Convinced that the US is in decline, China’s distrust is growing as it sees the long-time superpower as bent on holding back the Asian power’s rise, an influential academic said.
In a candid new study, well-known experts from China and the US with wide experience in both countries describe the Pacific powers as seeking a partnership, but hampered by distrust of their rival’s intentions.
The academics proposed steps to build confidence between the world’s two largest economies, including deeper discussions on defense and three-way dialogues with Japan and India.
Wang Jisi (王緝思), dean of the School of International Studies at Peking University, wrote in the study that “China’s strategic distrust of the United States is deeply rooted, and in recent years it seems to have deepened.”
Wang said the financial crisis in 2008 showed many Chinese that their country was rising, the US was declining and that actions by Washington — on issues from territorial disputes in the South China Sea to climate change — marked veiled attempts to keep Beijing down.
“America’s financial disorder, alarming deficit and unemployment rate, slow economic recovery and domestic political polarization are viewed as but a few indications that the United States is headed for decline,” Wang wrote.
Wang said Chinese leaders were “sober-minded” and did not think that the US would soon fall as the top world power — or that US economic decline would be desirable, in light of China’s reliance on exports.
However, Wang said Beijing had grown distrustful after US actions such as repeated calls for improvements in human rights, pressure over North Korea and Iran and weapons sales to Taiwan, which relies on Washington for its defense.
The arms deals, despite warming relations between Beijing and Taipei, “added to the suspicion that Washington will disregard Chinese interests and sentiment as long as China’s power position is secondary to America’s,” he wrote.
Ken Lieberthal, who wrote the US portion of the study, said Wang is “widely considered to be China’s top specialist on the United States” and has dealt extensively with Chinese officials who handle foreign affairs.
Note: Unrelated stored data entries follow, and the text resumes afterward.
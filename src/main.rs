use crate::config::Config;
use crate::db::{init_db, Database};
use crate::router::{handle, AppState};
use astra::Server;
use tracing_subscriber::{layer::SubscriberExt, util::SubscriberInitExt};

mod config;
mod db;
mod domain;
mod errors;
mod likes;
mod responses;
mod router;
mod storage;
mod templates;


fn main() {
    tracing_subscriber::registry()
        .with(
            tracing_subscriber::EnvFilter::try_from_default_env()
                .unwrap_or_else(|_| "info".into()),
        )
        .with(tracing_subscriber::fmt::layer())
        .init();

    let config = match Config::from_env() {
        Ok(config) => config,
        Err(e) => {
            tracing::error!("{e}");
            std::process::exit(1);
        }
    };

    // 1️⃣ Create the database handle and apply the schema
    let db = Database::new(config.database_path.clone());
    if let Err(e) = init_db(&db) {
        tracing::error!("Database initialization failed: {e}");
        std::process::exit(1);
    }

    // 2️⃣ Build the catalog once for the lifetime of the process
    let state = AppState::new(config.catalog_size, db);
    tracing::info!(listings = state.catalog.len(), "catalog generated");

    // 3️⃣ Start the server
    tracing::info!("Starting server at http://{}", config.bind_addr);
    let server = Server::bind(&config.bind_addr).max_workers(config.max_workers);

    let result = server.serve(move |req, _info| match handle(req, &state) {
        Ok(resp) => resp,
        Err(err) => {
            tracing::warn!(error = %err, "request failed");
            responses::error_to_response(err)
        }
    });

    if let Err(e) = result {
        tracing::error!("Server ended with error: {e}");
    }

    tracing::info!("Server shut down cleanly.");
}
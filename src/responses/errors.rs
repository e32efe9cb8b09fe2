use crate::errors::ServerError;
use astra::{Body, Response, ResponseBuilder};

pub type ResultResp = Result<Response, ServerError>;

/// Convert a ServerError into a proper HTML response
pub fn error_to_response(err: ServerError) -> Response {
    match err {
        ServerError::NotFound => html_error_response(404, "Not Found"),
        ServerError::BadRequest(msg) => html_error_response(400, &msg),
        ServerError::DbError(msg) => html_error_response(500, &format!("Database Error: {msg}")),
        ServerError::ConfigError(msg) => html_error_response(500, &msg),
        ServerError::InternalError => html_error_response(500, "Internal Server Error"),
    }
}

/// Build an HTML error page
pub fn html_error_response(status: u16, message: &str) -> Response {
    let message = maud::html! { (message) }.into_string();
    let html = format!(
        "<!DOCTYPE html>
        <html lang=\"en\">
        <head><meta charset=\"utf-8\"><title>Error {status}</title></head>
        <body>
            <h1>Error {status}</h1>
            <p>{message}</p>
            <p><a href=\"/\">Back to listings</a></p>
        </body>
        </html>"
    );

    ResponseBuilder::new()
        .status(status)
        .header("Content-Type", "text/html; charset=utf-8")
        .body(Body::from(html))
        .unwrap_or_else(|_| Response::new(Body::from("Internal Server Error")))
}
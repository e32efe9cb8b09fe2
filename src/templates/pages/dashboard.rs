use crate::domain::Listing;
use crate::templates::{card, desktop_layout, listing_card};
use maud::{html, Markup};

pub struct DashboardVm {
    pub liked: Vec<Listing>,
    /// Every snapshot ever written, including ones for unliked listings.
    pub snapshot_count: usize,
}

pub fn dashboard_page(vm: &DashboardVm) -> Markup {
    desktop_layout(
        "Dashboard",
        html! {
            main class="container" {
                h1 { "Dashboard" }

                (card("Activity", html! {
                    p { "Liked listings: " strong { (vm.liked.len()) } }
                    p { "Likes recorded: " strong { (vm.snapshot_count) } }
                }))

                section class="liked" {
                    h3 { "Your liked listings" }
                    @if vm.liked.is_empty() {
                        p { "You haven't liked any listings yet. " a href="/" { "Browse listings" } }
                    } @else {
                        div class="listing-grid" {
                            @for listing in &vm.liked {
                                (listing_card(listing, true))
                            }
                        }
                    }
                }
            }
        },
    )
}
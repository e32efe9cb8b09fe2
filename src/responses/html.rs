use crate::errors::ServerError;
use crate::responses::ResultResp;
use astra::{Body, ResponseBuilder};
use maud::Markup;

pub fn html_response(markup: Markup) -> ResultResp {
    ResponseBuilder::new()
        .status(200)
        .header("Content-Type", "text/html; charset=utf-8")
        .body(Body::from(markup.into_string()))
        .map_err(|_| ServerError::InternalError)
}

pub fn css_response(css: &str) -> ResultResp {
    ResponseBuilder::new()
        .status(200)
        .header("Content-Type", "text/css; charset=utf-8")
        .body(Body::from(css.to_string()))
        .map_err(|_| ServerError::InternalError)
}

/// 302 to `location`, used after form posts.
pub fn redirect_response(location: &str) -> ResultResp {
    ResponseBuilder::new()
        .status(302)
        .header("Location", location)
        .body(Body::empty())
        .map_err(|_| ServerError::InternalError)
}
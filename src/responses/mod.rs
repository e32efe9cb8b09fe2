pub mod errors;
pub mod html;

pub use errors::{error_to_response, ResultResp};

// Normal HTML responses
pub use html::{css_response, html_response, redirect_response};
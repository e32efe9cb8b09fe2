pub mod connection;

pub use connection::{init_db, Database};
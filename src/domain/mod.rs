pub mod catalog;
pub mod filter;
pub mod listing;

pub use catalog::{find_listing, generate_catalog, DEFAULT_CATALOG_SIZE};
pub use filter::{filter, FilterCriteria, FilterError};
pub use listing::Listing;
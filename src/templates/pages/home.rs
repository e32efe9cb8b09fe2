// templates/pages/home.rs

use crate::domain::{FilterCriteria, Listing};
use crate::templates::{desktop_layout, filter_form, pages::results_grid};
use maud::{html, Markup};

pub struct HomeVm {
    pub criteria: FilterCriteria,
    pub listings: Vec<Listing>,
    pub liked_ids: Vec<u32>,
}

pub fn home_page(vm: &HomeVm) -> Markup {
    desktop_layout(
        "Find a rental",
        html! {
            main class="container" {
                h1 { "Find your next home" }

                (filter_form(&vm.criteria))

                section id="results" {
                    (results_grid(&vm.listings, &vm.liked_ids))
                }
            }
        },
    )
}
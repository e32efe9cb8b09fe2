use std::cell::RefCell;
use std::collections::HashMap;

use crate::errors::ServerError;

pub mod sqlite;

pub use sqlite::SqliteStore;

/// String key-value storage.
pub trait KeyValueStore {
    fn get(&self, key: &str) -> Result<Option<String>, ServerError>;
    fn set(&self, key: &str, value: &str) -> Result<(), ServerError>;
    fn remove(&self, key: &str) -> Result<(), ServerError>;

    /// Runs a read-modify-write as one unit. Stores reachable from more than
    /// one thread must keep other writers out until `f` returns.
    fn atomically<T, F>(&self, f: F) -> Result<T, ServerError>
    where
        F: FnOnce() -> Result<T, ServerError>,
    {
        f()
    }
}

impl<S: KeyValueStore + ?Sized> KeyValueStore for &S {
    fn get(&self, key: &str) -> Result<Option<String>, ServerError> {
        (**self).get(key)
    }

    fn set(&self, key: &str, value: &str) -> Result<(), ServerError> {
        (**self).set(key, value)
    }

    fn remove(&self, key: &str) -> Result<(), ServerError> {
        (**self).remove(key)
    }

    fn atomically<T, F>(&self, f: F) -> Result<T, ServerError>
    where
        F: FnOnce() -> Result<T, ServerError>,
    {
        (**self).atomically(f)
    }
}

/// Process-local store, used in tests.
#[derive(Debug, Default)]
pub struct MemoryStore {
    entries: RefCell<HashMap<String, String>>,
}

impl MemoryStore {
    pub fn new() -> Self {
        Self::default()
    }
}

impl KeyValueStore for MemoryStore {
    fn get(&self, key: &str) -> Result<Option<String>, ServerError> {
        Ok(self.entries.borrow().get(key).cloned())
    }

    fn set(&self, key: &str, value: &str) -> Result<(), ServerError> {
        self.entries
            .borrow_mut()
            .insert(key.to_string(), value.to_string());
        Ok(())
    }

    fn remove(&self, key: &str) -> Result<(), ServerError> {
        self.entries.borrow_mut().remove(key);
        Ok(())
    }
}
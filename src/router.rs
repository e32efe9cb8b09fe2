use crate::db::Database;
use crate::domain::{filter, find_listing, generate_catalog, FilterCriteria, Listing};
use crate::errors::ServerError;
use crate::likes::LikedListings;
use crate::responses::{css_response, html_response, redirect_response, ResultResp};
use crate::storage::SqliteStore;
use crate::templates::pages::{
    dashboard_page, home_page, listing_page, results_grid, DashboardVm, HomeVm,
};
use astra::Request;
use std::collections::HashMap;
use url::Url;

const MAIN_CSS: &str = include_str!("../static/main.css");

/// Shared by every request: the session catalog and the likes database.
pub struct AppState {
    pub catalog: Vec<Listing>,
    pub db: Database,
}

impl AppState {
    pub fn new(catalog_size: usize, db: Database) -> Self {
        Self {
            catalog: generate_catalog(catalog_size),
            db,
        }
    }

    fn likes(&self) -> LikedListings<SqliteStore> {
        LikedListings::new(SqliteStore::new(self.db.clone()))
    }
}

pub fn handle(req: Request, state: &AppState) -> ResultResp {
    let method = req.method().as_str();
    let path = req.uri().path();
    tracing::debug!(method, path, "request");

    match (method, path) {
        ("GET", "/") | ("GET", "/listings") => {
            let criteria = criteria_from_query(&req)?;
            let vm = HomeVm {
                listings: filter(&state.catalog, &criteria),
                liked_ids: state.likes().liked_ids()?,
                criteria,
            };
            html_response(home_page(&vm))
        }

        // htmx pushes this URL, so a reload (no HX-Request) gets the full page.
        ("GET", "/listings/results") => {
            let criteria = criteria_from_query(&req)?;
            let listings = filter(&state.catalog, &criteria);
            let liked_ids = state.likes().liked_ids()?;
            if is_htmx(&req) {
                html_response(results_grid(&listings, &liked_ids))
            } else {
                html_response(home_page(&HomeVm {
                    criteria,
                    listings,
                    liked_ids,
                }))
            }
        }

        ("GET", p) if p.starts_with("/listings/") => {
            let id = parse_listing_id(&p["/listings/".len()..])?;
            let listing = find_listing(&state.catalog, id).ok_or(ServerError::NotFound)?;
            let liked = state.likes().is_liked(id)?;
            html_response(listing_page(listing, liked))
        }

        ("GET", "/liked") => {
            let likes = state.likes();
            let vm = DashboardVm {
                liked: likes.liked_listings()?,
                snapshot_count: likes.liked_snapshots()?.len(),
            };
            html_response(dashboard_page(&vm))
        }

        ("POST", p) if p.starts_with("/likes/") => {
            let id = parse_listing_id(&p["/likes/".len()..])?;
            let listing = find_listing(&state.catalog, id).ok_or(ServerError::NotFound)?;
            state.likes().toggle(listing)?;
            redirect_response(&back_location(&req))
        }

        ("GET", "/static/main.css") => css_response(MAIN_CSS),

        _ => Err(ServerError::NotFound),
    }
}

fn criteria_from_query(req: &Request) -> Result<FilterCriteria, ServerError> {
    let params = parse_query(req);
    let get = |key: &str| params.get(key).map(String::as_str).unwrap_or("");

    let criteria = FilterCriteria::from_raw(get("location"), get("type"), get("price"))
        .map_err(|e| {
            tracing::warn!(error = %e, "rejected filter");
            ServerError::from(e)
        })?;
    tracing::debug!(?criteria, "filtering listings");
    Ok(criteria)
}

fn is_htmx(req: &Request) -> bool {
    req.headers()
        .get("HX-Request")
        .is_some_and(|v| v.as_bytes() == b"true")
}

fn parse_listing_id(raw: &str) -> Result<u32, ServerError> {
    let invalid = || ServerError::BadRequest(format!("invalid listing id: {raw:?}"));
    if !raw.bytes().all(|b| b.is_ascii_digit()) {
        return Err(invalid());
    }
    raw.parse().map_err(|_| invalid())
}

/// Path and query of the `Referer`, so a like keeps the user's filters.
fn back_location(req: &Request) -> String {
    req.headers()
        .get("Referer")
        .and_then(|v| v.to_str().ok())
        .and_then(|r| Url::parse(r).ok())
        .map(|url| match url.query() {
            Some(q) => format!("{}?{}", url.path(), q),
            None => url.path().to_string(),
        })
        .unwrap_or_else(|| "/".to_string())
}

fn parse_query(req: &Request) -> HashMap<String, String> {
    req.uri()
        .query()
        .map(|q| url::form_urlencoded::parse(q.as_bytes()).into_owned().collect())
        .unwrap_or_default()
}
Lieberthal told reporters that the study was not an effort to reveal any hidden views, saying he doubted that Chinese President Hu Jintao (胡錦濤) or his likely successor, Chinese Vice President Xi Jinping (習近平), would “sit down and pour their hearts out” to Wang.
Lieberthal, director of the Brookings Institution’s John L. Thornton China Center, who served as a senior aide to former US president Bill Clinton, said the essays instead tried to offer an “honest understanding” of underlying thinking.
Before the financial crisis, China assumed the US would long remain the top power, but Beijing now believes Washington is trying “not only to get back on our game, but to work harder to slow China’s rise,” Lieberthal said.
“If that is their conclusion, then they don’t trust the motives of even some things that we do — in fact, I would argue, much of what we do — [which] is to try to integrate China, accept its rise and to integrate it as constructively as possible in the global system,” Lieberthal said.
In his essay, Lieberthal spoke of US concern about the “massive theft of US intellectual property,” which he said created a perception that it was part of a Chinese strategy.
Lieberthal also wrote of the political difficulty for US leaders in cooperating with China despite human rights concerns.
“Americans tend to be deeply suspicious of countries that trample on the civil rights of their own citizens,” he wrote.
The two academics together recommended a “sustained, deep dialogue” on military affairs so China can defend its core interests, but let the US meet obligations to its Asian allies.
The experts also called for Washington to encourage Chinese investment and for three-way dialogues involving India and Japan, which could prevent a “strategic cleavage” that pits Beijing and Washington against each other in the region.